The Lease shall start as a “bondable” lease, in which ARINC's obligation to pay rent to the Plan will be absolute and unconditional and the rental payments will be exclusive of all costs related to the Property, including real estate taxes, utilities and insurance, which ARINC will pay. ARINC will bear the costs of capital improvements and all other costs to operate, maintain, repair and replace in good condition the systems and structural and non-structural components of the buildings on the Property, all in a manner befitting office buildings in Annapolis, Maryland that are comparable to the buildings on the Property and in accordance with all applicable laws. The Lease shall contain a commercially reasonable standard for determining whether repair or replacement is necessitated. All such maintenance, repair and replacement work shall be performed by ARINC. This bondable character of the Lease remains in effect until the earlier of (i) the end of the first 10 years of the Lease Term or (ii) the date on which the Property is sold to a third party or transferred to a Lender, at which time the Lease shall convert to a “non-bondable” lease (as more particularly described immediately below).

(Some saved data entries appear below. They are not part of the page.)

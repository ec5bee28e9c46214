//! Input handling
//!
//! ```text
//! Raw Input (winit) → InputCollector → AppEvent → EventReceiver
//!                                                  (the shell)
//! ```

mod collector;
mod events;
mod handler;

pub use collector::InputCollector;
pub use events::{AppEvent, EventKind, GuiEventKind, KeyCode, Modifiers, MouseButton};
pub use handler::EventReceiver;
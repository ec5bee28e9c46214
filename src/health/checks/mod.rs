//! Built-in checks

mod build_info;
mod config;
mod graphics_backend;
mod scripts;

pub use build_info::BuildInfoCheck;
pub use config::ConfigCheck;
pub use graphics_backend::GraphicsBackendCheck;
pub use scripts::ScriptsCheck;
//! Comparison result structures.

use crate::model::{ComponentType, SnapshotInfo};
use indexmap::IndexMap;
use serde::{Deserialize, Serialize};
use std::collections::BTreeMap;

/// Kind of change recorded for one component.
#[derive(Debug, Clone, Copy, PartialEq, Eq, Hash, Serialize, Deserialize)]
pub enum ChangeType {
    Added,
    Removed,
    Modified,
    /// Defined for completeness; the detector never emits it
    Unchanged,
}

impl std::fmt::Display for ChangeType {
    fn fmt(&self, f: &mut std::fmt::Formatter<'_>) -> std::fmt::Result {
        match self {
            Self::Added => write!(f, "Added"),
            Self::Removed => write!(f, "Removed"),
            Self::Modified => write!(f, "Modified"),
            Self::Unchanged => write!(f, "Unchanged"),
        }
    }
}

/// Old and new value of one comparison property.
#[derive(Debug, Clone, PartialEq, Eq, Serialize, Deserialize)]
pub struct PropertyChange {
    pub old_value: String,
    pub new_value: String,
}

impl PropertyChange {
    pub fn new(old_value: impl Into<String>, new_value: impl Into<String>) -> Self {
        Self {
            old_value: old_value.into(),
            new_value: new_value.into(),
        }
    }
}

/// Outcome for one added, removed or modified component.
#[derive(Debug, Clone, PartialEq, Eq, Serialize, Deserialize)]
pub struct ComparisonResult {
    pub component_type: ComponentType,
    pub change_type: ChangeType,
    /// Unique key of the component involved (base side unless added)
    pub identifier: String,
    /// Property changes in comparison-property order
    pub changes: IndexMap<String, PropertyChange>,
}

impl ComparisonResult {
    /// Look up the change for one property.
    #[must_use]
    pub fn change(&self, property: &str) -> Option<&PropertyChange> {
        self.changes.get(property)
    }
}

/// A pair the detector could not evaluate.
#[derive(Debug, Clone, PartialEq, Eq, Serialize, Deserialize)]
pub struct SkippedPair {
    pub component_type: ComponentType,
    pub identifier: String,
    /// What the pair would have reported
    pub change_type: ChangeType,
    pub reason: String,
}

/// Added/removed/modified counts.
#[derive(Debug, Clone, Copy, Default, PartialEq, Eq, Serialize, Deserialize)]
pub struct ChangeCounts {
    pub added: usize,
    pub removed: usize,
    pub modified: usize,
}

impl ChangeCounts {
    #[must_use]
    pub const fn total(&self) -> usize {
        self.added + self.removed + self.modified
    }

    fn record(&mut self, change_type: ChangeType) {
        match change_type {
            ChangeType::Added => self.added += 1,
            ChangeType::Removed => self.removed += 1,
            ChangeType::Modified => self.modified += 1,
            ChangeType::Unchanged => {}
        }
    }
}

/// Summary statistics
#[derive(Debug, Clone, Default, PartialEq, Eq, Serialize, Deserialize)]
pub struct ComparisonSummary {
    pub total_changes: usize,
    pub added: usize,
    pub removed: usize,
    pub modified: usize,
    /// Counts per component type, only for types with changes
    pub by_type: BTreeMap<ComponentType, ChangeCounts>,
}

impl ComparisonSummary {
    #[must_use]
    pub fn from_results(results: &[ComparisonResult]) -> Self {
        let mut totals = ChangeCounts::default();
        let mut by_type: BTreeMap<ComponentType, ChangeCounts> = BTreeMap::new();
        for result in results {
            totals.record(result.change_type);
            by_type
                .entry(result.component_type)
                .or_default()
                .record(result.change_type);
        }
        Self {
            total_changes: totals.total(),
            added: totals.added,
            removed: totals.removed,
            modified: totals.modified,
            by_type,
        }
    }
}

/// Complete result of comparing two snapshots.
#[derive(Debug, Clone, Default, Serialize, Deserialize)]
#[must_use]
pub struct ComparisonReport {
    pub base: SnapshotInfo,
    pub target: SnapshotInfo,
    /// Matcher that produced the pairs
    pub matcher: String,
    /// True when both snapshots had the same fingerprint
    pub identical: bool,
    pub summary: ComparisonSummary,
    pub results: Vec<ComparisonResult>,
    #[serde(default)]
    pub skipped: Vec<SkippedPair>,
}

impl ComparisonReport {
    /// Build a report and compute its summary.
    pub fn new(
        base: SnapshotInfo,
        target: SnapshotInfo,
        matcher: impl Into<String>,
        results: Vec<ComparisonResult>,
        skipped: Vec<SkippedPair>,
    ) -> Self {
        Self {
            base,
            target,
            matcher: matcher.into(),
            identical: false,
            summary: ComparisonSummary::from_results(&results),
            results,
            skipped,
        }
    }

    #[must_use]
    pub fn has_changes(&self) -> bool {
        !self.results.is_empty()
    }

    /// Results for one component type, in report order.
    pub fn results_of_type(
        &self,
        component_type: ComponentType,
    ) -> impl Iterator<Item = &ComparisonResult> {
        self.results
            .iter()
            .filter(move |r| r.component_type == component_type)
    }
}

#[cfg(test)]
mod tests {
    use super::*;

    fn result(component_type: ComponentType, change_type: ChangeType) -> ComparisonResult {
        ComparisonResult {
            component_type,
            change_type,
            identifier: String::new(),
            changes: IndexMap::new(),
        }
    }

    #[test]
    fn test_summary_counts() {
        let results = vec![
            result(ComponentType::Ram, ChangeType::Added),
            result(ComponentType::Ram, ChangeType::Removed),
            result(ComponentType::Gpu, ChangeType::Modified),
        ];
        let summary = ComparisonSummary::from_results(&results);
        assert_eq!(summary.total_changes, 3);
        assert_eq!(summary.added, 1);
        assert_eq!(summary.modified, 1);
        assert_eq!(summary.by_type[&ComponentType::Ram].total(), 2);
        assert!(!summary.by_type.contains_key(&ComponentType::Cpu));
    }

    #[test]
    fn test_report_has_changes() {
        let empty = ComparisonReport::default();
        assert!(!empty.has_changes());
        let report = ComparisonReport::new(
            SnapshotInfo::default(),
            SnapshotInfo::default(),
            "positional",
            vec![result(ComponentType::Cpu, ChangeType::Modified)],
            Vec::new(),
        );
        assert!(report.has_changes());
        assert_eq!(report.results_of_type(ComponentType::Cpu).count(), 1);
    }
}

During the “non-bondable” term of the Lease, ARINC will continue to be Start Printed Page 55191responsible for real estate taxes, utilities and insurance, and all ordinary, commercially reasonable, non-capital costs of operating, repairing and maintaining the Property. (This type of arrangement is commonly called a “triple net” lease, or—in shorthand—“NNN”). The Plan shall be responsible only for all capital repairs and replacements and other costs incurred in connection with the Property that customarily are the responsibility of owners of real property leased under triple net, non-bondable leases, all in a manner befitting office buildings in Annapolis, Maryland that are comparable to the buildings on the Property, and in accordance with all applicable laws. The Lease will reallocate responsibility for various obligations effective upon the conversion to a non-bondable structure, including all such capital maintenance, repair and replacement work. ARINC shall continue to perform such work upon the Plan's approval, subject to reimbursement, as applicable, by the Plan. In addition, ARINC will have rights of abatement and termination for casualty, condemnation and failure of utilities and services, as described in the Draft Lease Term Sheet and to be defined more precisely in the Lease.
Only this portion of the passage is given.